When assessing tenderness and other meat quality attributes, care must be taken to avoid naturally occurring variations within a muscle due to the different fibre types, collagen content and post-mortem changes that occur in different parts of the muscle. The studies carried out to-date on the effect of location within a muscle on Warner–Bratzler shear force (WBSF) have produced inconclusive results. A number of studies have shown significant variations in WBSF within a muscle (1, 15, 27, 30, 45, 51) while other studies have reported no differences (36, 52). To ensure locational effects of sampling did not bias results in experiment 3, an initial experiment was carried out to determine the effect of anatomical location within the LTL on WBSF.
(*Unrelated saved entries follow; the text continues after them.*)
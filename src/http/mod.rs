//! Public HTTP surface.
//!
//! # Routes
//! - `POST /auth/nonce` - issue a sign-in challenge
//! - `POST /auth/verify` - verify signature, establish session
//! - `GET  /credits/balance` - authenticated balance query
//! - `POST /credits/verify` - reconcile an on-chain purchase
//! - `POST /content/{chapter_id}/unlock` - spend credits for access
//! - `GET  /health` - liveness and chain reachability

pub mod error;
pub mod handlers;
pub mod server;

pub use server::{build_router, build_state, AppState, GateServer};
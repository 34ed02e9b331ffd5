//! Credit package table.
//!
//! Packages are a closed table from config; the on-chain event carries the
//! package id and the table decides the credits, never the other way round.

use std::collections::HashMap;

use crate::config::schema::PackageConfig;

/// Lookup table from on-chain package id to credits granted.
#[derive(Debug, Clone)]
pub struct PackageTable {
    by_id: HashMap<u8, u64>,
}

impl PackageTable {
    pub fn from_config(packages: &[PackageConfig]) -> Self {
        let by_id = packages.iter().map(|p| (p.id, p.credits)).collect();
        Self { by_id }
    }

    /// Credits for a package id, if it exists.
    pub fn credits_for(&self, package_id: u8) -> Option<u64> {
        self.by_id.get(&package_id).copied()
    }

    /// Number of configured packages.
    pub fn len(&self) -> usize {
        self.by_id.len()
    }

    pub fn is_empty(&self) -> bool {
        self.by_id.is_empty()
    }
}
Differences in the rate of ageing of pork with post mortem storage have been reported in the literature. For example, Buchter and Zeuthen (1971) and Harrison, Bowles, Anderson, Tuma, and Kropf (1970) observed an increase in tenderness up to the 6th and 8th days post-mortem, respectively, while Bennett, Bramblett, Aberle, and Harrington (1973) found that ageing more than 1–2 days did not improve the palatability of pork. Similarly, Feldhusen and Kuhne (1992) found that lowest WBSF values were attained at 2–3 days post-mortem and Dransfield, Jones, and MacFie (1980–1981) found on average 50% of the tenderisation of pork has been observed to occur in 2 days.

Because of variability in ageing rate in previous studies, a second preliminary experiment was carried out to determine the ageing rate of pork LTL by measuring the change in the WBSF over an extended ageing period. The results from this experiment were then used in the subsequent experiment on accelerated boning to ensure that ageing is essentially complete when samples are assessed for tenderness by WBSF.

As pointed out earlier, there are conflicting results in the literature on the effect of accelerated boning on tenderness and drip loss of pork (8, 24, 47). Due to these conflicting findings, the research described in this study was carried out to investigate the influence of accelerated boning on pork tenderness, ageing rate and meat quality and to determine the biochemical properties responsible for any changes that occur.